He vuelto. Nueve meses entre el comienzo y fin de
obra, mas otro mes de lucidos, pintura, limpieza y mudanza. Total diez meses
fuera de casa, casi un año. Un parto largo, complicado y doloroso, para qué
vamos a engañarnos. Cada vez que veo ese programa de televisión, ahora
regional, en el que los dueños enseñan sus casas y cuentan, con esa sencillez y
naturalidad bobalicona característica de quien no le importa lucir esa parte de
su aparente intimidad en público, la elección de materiales, distribución, muebles
y por supuesto, ese detalle que estaba y se dejó porque formaba parte de
la singularidad del inmueble -un molino entero de piedra en medio de la cocina
por ejemplo-, se me hincha la vena del cuello. No conozco experiencia más
desagradable que bregar con ayuntamiento, técnicos, alarifes artistas (o sea, los
albañiles) y demás subcontratados (autodenominados profesionales del pladur,
pintura, electricistas, aluminio...etc). Esta parte no sale en el programa,
ni en la vida real. No sale porque lo que se expone es una falsa intimidad, es
sólo postureo. La intimidad no es algo que se puede añadir, por ejemplo a una
habitación, a fuerza de colocar en ella tales o cuales detalles, colores o
muebles.
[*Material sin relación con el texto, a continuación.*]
//! Flat stock: one `number_integer` metafield per branch key.

use branch_stock_core::stock::wire::decode_flat_value;
use branch_stock_core::{FlatVocabulary, Lookup, coerce_quantity};
use serde_json::{Map, Value};
use tracing::{debug, instrument};

use crate::config::StockConfig;
use crate::error::Result;
use crate::shopify::{AdminClient, MetafieldWrite, ResolvedProduct};
use crate::state::AppState;

pub struct FlatStockService<'a> {
    shopify: &'a AdminClient,
    stock: &'a StockConfig,
}

impl<'a> FlatStockService<'a> {
    #[must_use]
    pub fn new(state: &'a AppState) -> Self {
        Self {
            shopify: state.shopify(),
            stock: &state.config().stock,
        }
    }

    fn vocabulary(&self) -> &FlatVocabulary {
        &self.stock.flat_fields
    }

    /// Resolve the product a flat-stock request targets.
    ///
    /// # Errors
    ///
    /// Returns `AppError::NotFound` when nothing matches.
    pub async fn resolve(&self, lookup: &Lookup) -> Result<ResolvedProduct> {
        Ok(self
            .shopify
            .resolve_product(lookup, self.stock.sku_match)
            .await?)
    }

    /// Every vocabulary key with its quantity; unset fields read as 0.
    ///
    /// # Errors
    ///
    /// Returns an error if the Shopify read fails.
    #[instrument(skip(self, product), fields(product_id = %product.id))]
    pub async fn read(&self, product: &ResolvedProduct) -> Result<Map<String, Value>> {
        let keys: Vec<&str> = self
            .vocabulary()
            .iter()
            .map(|f| f.metafield_key.as_str())
            .collect();
        let entries = self
            .shopify
            .get_metafields(product.id.as_str(), &self.stock.namespace, &keys)
            .await?;

        Ok(self
            .vocabulary()
            .iter()
            .map(|field| {
                let raw = entries
                    .iter()
                    .find(|e| e.key == field.metafield_key)
                    .map(|e| e.value.as_str());
                (field.key.clone(), Value::from(decode_flat_value(raw)))
            })
            .collect())
    }

    /// Write the vocabulary keys present in `stocks`.
    ///
    /// Keys outside the vocabulary and "no change" values are skipped.
    /// Returns the keys written, in vocabulary order.
    ///
    /// # Errors
    ///
    /// Returns `AppError::BadRequest` when any value is not a whole,
    /// non-negative number (nothing is written), and `AppError::Validation`
    /// when Shopify rejects the write.
    #[instrument(skip(self, product, stocks), fields(product_id = %product.id))]
    pub async fn write(
        &self,
        product: &ResolvedProduct,
        stocks: &Map<String, Value>,
    ) -> Result<Vec<String>> {
        for key in stocks.keys().filter(|k| self.vocabulary().get(k).is_none()) {
            debug!(key = %key, "Skipping key outside the flat vocabulary");
        }

        let mut written = Vec::new();
        let mut writes = Vec::new();
        for field in self.vocabulary().iter() {
            let Some(value) = stocks.get(&field.key) else {
                continue;
            };
            if let Some(quantity) = coerce_quantity(&field.key, value)? {
                writes.push(MetafieldWrite::integer(
                    product.id.as_str(),
                    &self.stock.namespace,
                    &field.metafield_key,
                    quantity,
                ));
                written.push(field.key.clone());
            }
        }

        if !writes.is_empty() {
            self.shopify.set_metafields(&writes).await?;
        }
        Ok(written)
    }
}
//! # Units and reading wrappers that the measurements crate doesn't cover

use std::fmt;

/// The value the reference firmware returned for a temperature that wasn't
/// ready yet: zero kelvin, which no sensor can actually report.
pub const ABSOLUTE_ZERO_CELSIUS: f64 = -273.15;

/// The value the reference firmware returned for a pressure that wasn't
/// ready yet.
pub const PRESSURE_NOT_READY: f64 = -1.0;

/// Represents a relative humidity reading from the humidity sensor
#[derive(Debug, Copy, Clone, PartialEq)]
pub struct RelativeHumidity {
    value: f64,
}

impl RelativeHumidity {
    pub fn from_percent(pc: f64) -> RelativeHumidity {
        RelativeHumidity { value: pc }
    }

    pub fn as_percent(&self) -> f64 {
        self.value
    }
}

impl fmt::Display for RelativeHumidity {
    fn fmt(&self, f: &mut fmt::Formatter) -> fmt::Result {
        write!(f, "{:.1}%", self.as_percent())
    }
}

/// The outcome of a single, non-blocking look at a data register.
///
/// The sensor only raises its data-ready bits once per output period, so a
/// read that checks the status register once can legitimately find nothing
/// new. That is not an error and is kept apart from the `Err` path.
#[derive(Debug, Copy, Clone, PartialEq)]
pub enum Sample<T> {
    /// A fresh value was available
    Ready(T),
    /// The status register said the data was not ready yet
    NotReady,
}

impl<T> Sample<T> {
    pub fn is_ready(&self) -> bool {
        match self {
            Sample::Ready(_) => true,
            Sample::NotReady => false,
        }
    }

    /// Converts into an `Option`, discarding the not-ready case.
    pub fn ready(self) -> Option<T> {
        match self {
            Sample::Ready(value) => Some(value),
            Sample::NotReady => None,
        }
    }

    pub fn map<U, F: FnOnce(T) -> U>(self, f: F) -> Sample<U> {
        match self {
            Sample::Ready(value) => Sample::Ready(f(value)),
            Sample::NotReady => Sample::NotReady,
        }
    }

    /// Returns the value, or `sentinel` if none was ready. Pass
    /// [`ABSOLUTE_ZERO_CELSIUS`] or [`PRESSURE_NOT_READY`] to get the
    /// reference firmware's behaviour.
    pub fn unwrap_or(self, sentinel: T) -> T {
        match self {
            Sample::Ready(value) => value,
            Sample::NotReady => sentinel,
        }
    }
}

/// Convert degrees Celsius to degrees Fahrenheit.
///
/// Done directly rather than through `measurements::Temperature`, which goes
/// via kelvin and doesn't map -273.15 onto exactly -459.67.
pub fn celsius_to_fahrenheit(celsius: f64) -> f64 {
    celsius * 1.8 + 32.0
}


// End of file
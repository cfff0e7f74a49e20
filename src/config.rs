//! * Settings for the drivers and the board

use std::path::PathBuf;
use std::time::Duration;

use crate::hts221;
use crate::lps25hb::{self, ByteWeighting};

/// The I2C bus the sensors sit on, on a Raspberry Pi.
pub const DEFAULT_BUS_PATH: &str = "/dev/i2c-1";

/// Settings for an HTS221.
#[derive(Debug, Clone, PartialEq)]
pub struct Hts221Config {
    /// 7-bit I2C address
    pub address: u8,
    /// How many times to check the status register before giving up on a
    /// reading. Zero is treated as one.
    pub max_status_polls: u32,
    /// How long to sleep between status checks
    pub poll_interval: Duration,
}

impl Default for Hts221Config {
    fn default() -> Hts221Config {
        // At the 1 Hz output data rate a sample can be up to a second away
        Hts221Config {
            address: hts221::ADDRESS,
            max_status_polls: 1000,
            poll_interval: Duration::from_millis(2),
        }
    }
}

/// Settings for an LPS25HB.
#[derive(Debug, Clone, PartialEq)]
pub struct Lps25hbConfig {
    /// 7-bit I2C address
    pub address: u8,
    /// How the output bytes are weighted when building a reading
    pub weighting: ByteWeighting,
}

impl Default for Lps25hbConfig {
    fn default() -> Lps25hbConfig {
        Lps25hbConfig {
            address: lps25hb::ADDRESS,
            weighting: ByteWeighting::default(),
        }
    }
}

/// Everything needed to bring up both sensors.
#[derive(Debug, Clone, PartialEq)]
pub struct Config {
    pub bus_path: PathBuf,
    pub hts221: Hts221Config,
    pub lps25hb: Lps25hbConfig,
}

impl Default for Config {
    fn default() -> Config {
        Config {
            bus_path: PathBuf::from(DEFAULT_BUS_PATH),
            hts221: Hts221Config::default(),
            lps25hb: Lps25hbConfig::default(),
        }
    }
}

impl Config {
    pub fn with_bus_path<P: Into<PathBuf>>(mut self, path: P) -> Config {
        self.bus_path = path.into();
        self
    }

    pub fn with_weighting(mut self, weighting: ByteWeighting) -> Config {
        self.lps25hb.weighting = weighting;
        self
    }
}


// End of file
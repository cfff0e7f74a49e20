//! * Driver for the LPS25HB Pressure sensor
//! See https://www.st.com/resource/en/datasheet/lps25hb.pdf

use byteorder::{ByteOrder, LittleEndian};
use log::{info, trace, warn};

use crate::bus::{RegisterTransport, SharedBus};
use crate::config::Lps25hbConfig;
use crate::units::{celsius_to_fahrenheit, Sample};
use crate::{Error, SensorResult};

pub const ADDRESS: u8 = 0x5d;
pub const WHO_AM_I_VALUE: u8 = 0xbd;

pub const REG_WHO_AM_I: u8 = 0x0f;
pub const REG_CTRL_REG_1: u8 = 0x20;
pub const REG_STATUS_REG: u8 = 0x27;
pub const REG_PRESS_OUT_XL: u8 = 0x28;
pub const REG_PRESS_OUT_L: u8 = 0x29;
pub const REG_PRESS_OUT_H: u8 = 0x2a;
pub const REG_TEMP_OUT_L: u8 = 0x2b;
pub const REG_TEMP_OUT_H: u8 = 0x2c;

/// PD (active mode) plus ODR = 12.5 Hz
pub const CTRL1_ACTIVE_12HZ5: u8 = 0xb0;
pub const STATUS_T_DA: u8 = 0x01;
pub const STATUS_P_DA: u8 = 0x02;

/// How the data bytes are combined into a reading.
///
/// The reference firmware weights the upper bytes by 255 and 65535 rather
/// than shifting them, and biases the temperature by a flat -65536. That is
/// kept as the default so readings match it exactly.
#[derive(Debug, Copy, Clone, PartialEq, Eq)]
pub enum ByteWeighting {
    /// `high*255 + low`, `high*65535 + mid*255 + low`
    Reference,
    /// Two's complement words as in the datasheet
    Shifted,
}

impl Default for ByteWeighting {
    fn default() -> ByteWeighting {
        ByteWeighting::Reference
    }
}

impl ByteWeighting {
    /// T(°C) = 42.5 + (TEMP_OUT / 480)
    pub fn temperature_celsius(self, low: u8, high: u8) -> f64 {
        let temp_out = match self {
            ByteWeighting::Reference => (i32::from(high) * 255 + i32::from(low)) - (1 << 16),
            ByteWeighting::Shifted => i32::from(LittleEndian::read_i16(&[low, high])),
        };
        42.5 + f64::from(temp_out) / 480.0
    }

    /// Pout(hPa) = PRESS_OUT / 4096
    pub fn pressure_mbar(self, xl: u8, l: u8, h: u8) -> f64 {
        let press_out = match self {
            ByteWeighting::Reference => {
                u32::from(h) * 65535 + u32::from(l) * 255 + u32::from(xl)
            }
            ByteWeighting::Shifted => LittleEndian::read_u24(&[xl, l, h]),
        };
        f64::from(press_out) / 4096.0
    }
}

pub struct Lps25hb<T> {
    bus: SharedBus<T>,
    config: Lps25hbConfig,
}

impl<T> Lps25hb<T>
where
    T: RegisterTransport,
{
    /// Create a handle for the chip at `config.address`. Nothing is sent
    /// until [`Lps25hb::init`].
    pub fn new(bus: SharedBus<T>, config: Lps25hbConfig) -> Lps25hb<T> {
        Lps25hb { bus, config }
    }

    /// Switch the chip to active mode at 12.5 Hz, leaving the other
    /// control bits as they were.
    pub fn init(&mut self) -> SensorResult<(), T::Error> {
        let address = self.config.address;
        let ctrl = self.bus.transaction(|bus| {
            bus.modify_byte(address, REG_CTRL_REG_1, |ctrl| ctrl | CTRL1_ACTIVE_12HZ5)
        })?;
        info!("[lps25hb] active, CTRL_REG1=0x{:02X}", ctrl);
        Ok(())
    }

    /// Obtain the WHO_AM_I register. An LPS25HB answers 0xBD.
    pub fn identify(&mut self) -> SensorResult<u8, T::Error> {
        let address = self.config.address;
        self.bus
            .transaction(|bus| bus.read_byte(address, REG_WHO_AM_I))
    }

    /// Compare WHO_AM_I against the expected value.
    pub fn check_identity(&mut self) -> SensorResult<(), T::Error> {
        let found = self.identify()?;
        if found == WHO_AM_I_VALUE {
            Ok(())
        } else {
            warn!(
                "[lps25hb] WHO_AM_I=0x{:02X}, expected 0x{:02X}",
                found, WHO_AM_I_VALUE
            );
            Err(Error::IdentityMismatch {
                expected: WHO_AM_I_VALUE,
                found,
            })
        }
    }

    /// Obtain the status bitfield from the chip.
    pub fn status(&mut self) -> SensorResult<u8, T::Error> {
        let address = self.config.address;
        self.bus
            .transaction(|bus| bus.read_byte(address, REG_STATUS_REG))
    }

    /// Checks the status register once and, if a temperature is waiting,
    /// returns it in deg C.
    pub fn read_temperature_c(&mut self) -> SensorResult<Sample<f64>, T::Error> {
        let address = self.config.address;
        let weighting = self.config.weighting;
        let bytes = self.bus.transaction(|bus| {
            if bus.read_byte(address, REG_STATUS_REG)? & STATUS_T_DA == 0 {
                return Ok(None);
            }
            let low = bus.read_byte(address, REG_TEMP_OUT_L)?;
            let high = bus.read_byte(address, REG_TEMP_OUT_H)?;
            Ok(Some((low, high)))
        })?;
        match bytes {
            Some((low, high)) => Ok(Sample::Ready(weighting.temperature_celsius(low, high))),
            None => {
                trace!("[lps25hb] temperature not ready");
                Ok(Sample::NotReady)
            }
        }
    }

    /// As [`Lps25hb::read_temperature_c`], in deg F.
    pub fn read_temperature_f(&mut self) -> SensorResult<Sample<f64>, T::Error> {
        Ok(self.read_temperature_c()?.map(celsius_to_fahrenheit))
    }

    /// Checks the status register once and, if a pressure is waiting,
    /// returns it in mbar (hPa).
    pub fn read_pressure_mbar(&mut self) -> SensorResult<Sample<f64>, T::Error> {
        let address = self.config.address;
        let weighting = self.config.weighting;
        let bytes = self.bus.transaction(|bus| {
            if bus.read_byte(address, REG_STATUS_REG)? & STATUS_P_DA == 0 {
                return Ok(None);
            }
            let xl = bus.read_byte(address, REG_PRESS_OUT_XL)?;
            let l = bus.read_byte(address, REG_PRESS_OUT_L)?;
            let h = bus.read_byte(address, REG_PRESS_OUT_H)?;
            Ok(Some((xl, l, h)))
        })?;
        match bytes {
            Some((xl, l, h)) => Ok(Sample::Ready(weighting.pressure_mbar(xl, l, h))),
            None => {
                trace!("[lps25hb] pressure not ready");
                Ok(Sample::NotReady)
            }
        }
    }
}


// End of file
use st_envsense::{Board, Config};

fn main() {
    env_logger::init();
    let path = std::env::args().nth(1).unwrap_or_else(|| "/dev/i2c-1".into());
    let mut board = Board::open(&Config::default().with_bus_path(path)).unwrap();
    let temp = board.temperature_from_humidity().unwrap();
    println!("It's {} on the humidity sensor", temp);
    let fahrenheit = board.humidity_chip().read_temperature_f().unwrap();
    println!("That's {:.1} F", fahrenheit);
}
Nuestros íntimos son los que conocen nuestra ruina o desgracias. Lo
más íntimo de una vivienda son las estructuras invisibles que hacen que se
sostenga en pie. Paralelamente, una vivienda -que es,antes que un edificio,un
modo de vida- no es digna por nada de lo que en ella se muestra explícitamente,
sino por haber sido erigida, reformada o rehabilitada de acuerdo con una regla
invisible -la que dirige secretamente las pautas del modo de vida de sus
moradores- que la hace deseable. Bueno, pues explícale tú esto a los artistas.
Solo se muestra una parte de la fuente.